Cependant, elle met l’accent sur la réponse à ce qu’a été son crime et conclut « mon crime a été la vérité, ça a été une caméra allumée, c’était d’être là où il fallait être, c’était regarder la vérité en face et l’exposer. C’était ça le crime. Et c’est la réflexion à laquelle je veux vous amener dans cette interview en guise de conclusion », soulignant que « c’est précisément la vérité qui est persécutée dans le monde, pas seulement au Chili, qui est sans aucun doute devenu un lieu emblématique pour beaucoup de choses, y compris celle-ci, aujourd’hui, mais c’est un problème mondial, depuis ce qui se passe avec Julian Assange jusqu’en bas, parce qu’il s’agit d’ une crise internationale et l’agression est contre la vérité ; les journalistes et les reporters qui, dans un coin du monde, dans un coin de l’histoire, ont pris sur eux de rapporter, nous sommes attaqués et persécutés pour cela, au point de risquer notre vie, notre intégrité ou d’être assassinés ».

Les journalistes présents lors de cet entretien rejoignons Claudia lorsqu’elle évoque que lorsque Francisca Sandoval a été assassinée à Santiago il y a trois semaines, « ça aurait parfaitement pu être moi », et raconte que dès qu’on a su que des journalistes avaient été abattus, « beaucoup de  gens qui ne savent pas ce que je suis hors du pays, m’ont écrit immédiatement pour me demander si j’allais bien », puis -dit  elle-, c’est là que vous comprenez à nouveau « que si je restais au Chili, je pourrais effectivement être morte et la vérité est que je sais que je serais déjà morte et assimiler cela me choque prodigieusement. »

Face à cela, Víctor Pino souligne que quatre correspondants de médias ont été abattus le1er mai derniers, quatre travailleurs de la communication – entraînant la mort de la journaliste Francisca Sandoval -, et souligne « soyons honnêtes, c’était avec la complaisance et la complicité des carabiniers » puisque les images claires abondent de cette force de police militarisée interagissant calmement avec les meurtriers et les agresseurs des manifestants.

Il insiste sur le fait qu' »il est incompréhensible qu’il y ait des carabiniers, des gens armés, avec des véhicules protégeant une marche, et que des journalistes qui sont allés couvrir l’évènement soient abattus, car c’est la police qui est légalement armée ».

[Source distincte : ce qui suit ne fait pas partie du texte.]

//! Scheduler loop — fetch, claim, submit, sleep, repeat.
//!
//! The loop is the only producer for the worker pool. Stop is cooperative:
//! the flag is read at the top of each iteration, never inside a batch, so a
//! stop takes effect after the current batch plus one poll interval.

use std::sync::Arc;
use std::sync::atomic::{AtomicBool, Ordering};
use std::time::Duration;

use tracing::{debug, info, warn};

use crate::config::SchedulerConfig;
use crate::runner::CommandRunner;
use crate::store::TaskStore;
use crate::worker::{Job, WorkerPool, execute_job};

/// Process-wide stop flag shared between a signal handler and the loop.
#[derive(Debug, Clone, Default)]
pub struct StopSignal(Arc<AtomicBool>);

impl StopSignal {
    pub fn new() -> Self {
        Self::default()
    }

    /// Request a stop. Idempotent.
    pub fn stop(&self) {
        self.0.store(true, Ordering::SeqCst);
    }

    pub fn is_stopped(&self) -> bool {
        self.0.load(Ordering::SeqCst)
    }
}

/// Polls the store and feeds claimed tasks to the worker pool.
pub struct SchedulerLoop {
    store: Arc<dyn TaskStore>,
    runner: Arc<CommandRunner>,
    pool: WorkerPool,
    poll_interval: Duration,
    batch_size: usize,
}

impl SchedulerLoop {
    /// Build a loop with its own worker pool. Must be called inside a tokio
    /// runtime.
    pub fn new(store: Arc<dyn TaskStore>, config: &SchedulerConfig) -> Self {
        Self {
            store,
            runner: Arc::new(CommandRunner::new()),
            pool: WorkerPool::new(config.workers),
            poll_interval: config.poll_interval,
            batch_size: config.batch_size.max(1),
        }
    }

    /// Replace the command runner.
    pub fn with_runner(mut self, runner: CommandRunner) -> Self {
        self.runner = Arc::new(runner);
        self
    }

    pub fn workers(&self) -> usize {
        self.pool.size()
    }

    /// One fetch/claim/submit pass. Returns how many tasks this loop claimed.
    pub async fn run_once(&self) -> usize {
        let batch = match self.store.fetch_pending_batch(self.batch_size).await {
            Ok(batch) => batch,
            Err(e) => {
                warn!(error = %e, "Failed to fetch pending tasks, will retry next poll");
                return 0;
            }
        };

        let mut claimed = 0;
        for task in batch {
            match self.store.try_claim(task.id).await {
                Ok(true) => {}
                Ok(false) => {
                    debug!(task_id = task.id, "Task claimed elsewhere, skipping");
                    continue;
                }
                Err(e) => {
                    warn!(task_id = task.id, error = %e, "Claim failed, will retry next poll");
                    continue;
                }
            }

            claimed += 1;
            debug!(task_id = task.id, priority = task.priority, "Task claimed");
            self.submit(Job::new(task.id, task.command));
        }

        claimed
    }

    fn submit(&self, job: Job) {
        let task_id = job.task_id;
        let store = Arc::clone(&self.store);
        let runner = Arc::clone(&self.runner);

        self.pool.submit(async move {
            execute_job(job, store.as_ref(), &runner).await;
        });
        debug!(task_id, "Task queued");
    }

    /// Run until `stop` is set, then drain the pool and wait for the workers.
    pub async fn run(self, stop: StopSignal) {
        info!(
            workers = self.pool.size(),
            poll_ms = self.poll_interval.as_millis() as u64,
            batch_size = self.batch_size,
            "Scheduler started"
        );

        while !stop.is_stopped() {
            let claimed = self.run_once().await;
            if claimed > 0 {
                debug!(claimed, "Submitted batch");
            }
            tokio::time::sleep(self.poll_interval).await;
        }

        info!("Stop requested, waiting for running tasks");
        self.shutdown().await;
        info!("Scheduler stopped");
    }

    /// Drain queued jobs and join the workers.
    pub async fn shutdown(self) {
        self.pool.shutdown().await;
    }
}

#[cfg(all(test, unix))]
mod tests {
    use super::*;
    use crate::store::{LibSqlBackend, NewTask, TaskStatus};

    fn config(workers: usize) -> SchedulerConfig {
        SchedulerConfig {
            workers,
            poll_interval: Duration::from_millis(10),
            batch_size: 8,
            ..SchedulerConfig::default()
        }
    }

    async fn store() -> Arc<LibSqlBackend> {
        Arc::new(LibSqlBackend::new_memory().await.unwrap())
    }

    #[test]
    fn stop_signal_is_shared() {
        let stop = StopSignal::new();
        let handle = stop.clone();
        assert!(!stop.is_stopped());
        handle.stop();
        assert!(stop.is_stopped());
    }

    #[tokio::test]
    async fn run_once_claims_and_executes() {
        let store = store().await;
        let ok = store.insert_task(&NewTask::new("echo ok")).await.unwrap();
        let bad = store.insert_task(&NewTask::new("exit 2")).await.unwrap();

        let scheduler = SchedulerLoop::new(store.clone(), &config(2));
        assert_eq!(scheduler.run_once().await, 2);
        // Nothing left to claim.
        assert_eq!(scheduler.run_once().await, 0);
        scheduler.shutdown().await;

        let ok = store.get_task(ok).await.unwrap().unwrap();
        assert_eq!(ok.status, TaskStatus::Completed);
        assert_eq!(ok.output.as_deref(), Some("ok\n"));

        let bad = store.get_task(bad).await.unwrap().unwrap();
        assert_eq!(bad.status, TaskStatus::Failed);
        assert_eq!(bad.error.as_deref(), Some("Exit code 2"));
    }

    #[tokio::test]
    async fn batch_size_limits_claims_per_pass() {
        let store = store().await;
        for i in 0..5 {
            store
                .insert_task(&NewTask::new(format!("echo {i}")))
                .await
                .unwrap();
        }

        let cfg = SchedulerConfig {
            batch_size: 2,
            ..config(1)
        };
        let scheduler = SchedulerLoop::new(store.clone(), &cfg);
        assert_eq!(scheduler.run_once().await, 2);
        assert_eq!(scheduler.run_once().await, 2);
        assert_eq!(scheduler.run_once().await, 1);
        scheduler.shutdown().await;
    }

    #[tokio::test]
    async fn spawn_failures_do_not_stop_the_loop() {
        let store = store().await;
        let first = store.insert_task(&NewTask::new("echo a")).await.unwrap();
        let second = store.insert_task(&NewTask::new("echo b")).await.unwrap();

        let scheduler = SchedulerLoop::new(store.clone(), &config(1))
            .with_runner(CommandRunner::new().with_shell("/nonexistent/shell"));
        assert_eq!(scheduler.run_once().await, 2);
        scheduler.shutdown().await;

        for id in [first, second] {
            let task = store.get_task(id).await.unwrap().unwrap();
            assert_eq!(task.status, TaskStatus::Failed);
            assert_eq!(task.error.as_deref(), Some("Failed to spawn command"));
        }
    }

    #[tokio::test]
    async fn cancelled_pending_task_is_never_claimed() {
        let store = store().await;
        let id = store.insert_task(&NewTask::new("echo nope")).await.unwrap();
        store.request_cancel(id).await.unwrap();

        let scheduler = SchedulerLoop::new(store.clone(), &config(1));
        assert_eq!(scheduler.run_once().await, 0);
        scheduler.shutdown().await;

        // Stays pending with the flag set; it never reaches a terminal status.
        let task = store.get_task(id).await.unwrap().unwrap();
        assert_eq!(task.status, TaskStatus::Pending);
        assert!(task.cancel_requested);
    }

    #[tokio::test]
    async fn run_exits_immediately_when_already_stopped() {
        let store = store().await;
        let id = store.insert_task(&NewTask::new("echo hi")).await.unwrap();

        let stop = StopSignal::new();
        stop.stop();
        SchedulerLoop::new(store.clone(), &config(1)).run(stop).await;

        let task = store.get_task(id).await.unwrap().unwrap();
        assert_eq!(task.status, TaskStatus::Pending);
    }

    #[tokio::test]
    async fn run_processes_until_stopped() {
        let store = store().await;
        let mut ids = Vec::new();
        for i in 0..4 {
            ids.push(
                store
                    .insert_task(&NewTask::new(format!("echo task{i}")))
                    .await
                    .unwrap(),
            );
        }

        let stop = StopSignal::new();
        let scheduler = SchedulerLoop::new(store.clone(), &config(2));
        let handle = tokio::spawn(scheduler.run(stop.clone()));

        let deadline = tokio::time::Instant::now() + Duration::from_secs(10);
        loop {
            let tasks = store.list_tasks(10).await.unwrap();
            if tasks.iter().all(|t| t.status.is_terminal()) {
                break;
            }
            assert!(tokio::time::Instant::now() < deadline, "tasks did not finish");
            tokio::time::sleep(Duration::from_millis(20)).await;
        }

        stop.stop();
        handle.await.unwrap();

        for id in ids {
            let task = store.get_task(id).await.unwrap().unwrap();
            assert_eq!(task.status, TaskStatus::Completed);
        }
    }
}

Il explique aussi qu’à cela s’ajoute le phénomène de la désinformation, « parce que maintenant au Chili il y a une campagne de terreur contre les étrangers, parce que la première nouvelle qui est sortie le 1er mai était « nous avons arrêté deux étrangers qui étaient impliqués » mais ils se trouvaient à deux pâtés de maison ! Et ils n’avaient rien à voir avec l’histoire de la fusillade de Francisca Sandoval, honnêtement » ; il conclut que cette campagne de terreur « n’aura pour seul résultat que de diviser davantage un pays qui veut voter pour l’approbation » lors du plébiscite de sortie de la nouvelle Constitution de la République, qui est rejetée par la droite néolibérale, les forces du pouvoir économique, et  la police en uniforme, parce qu’elle changera enfin les règles du jeu, permettant au Chili.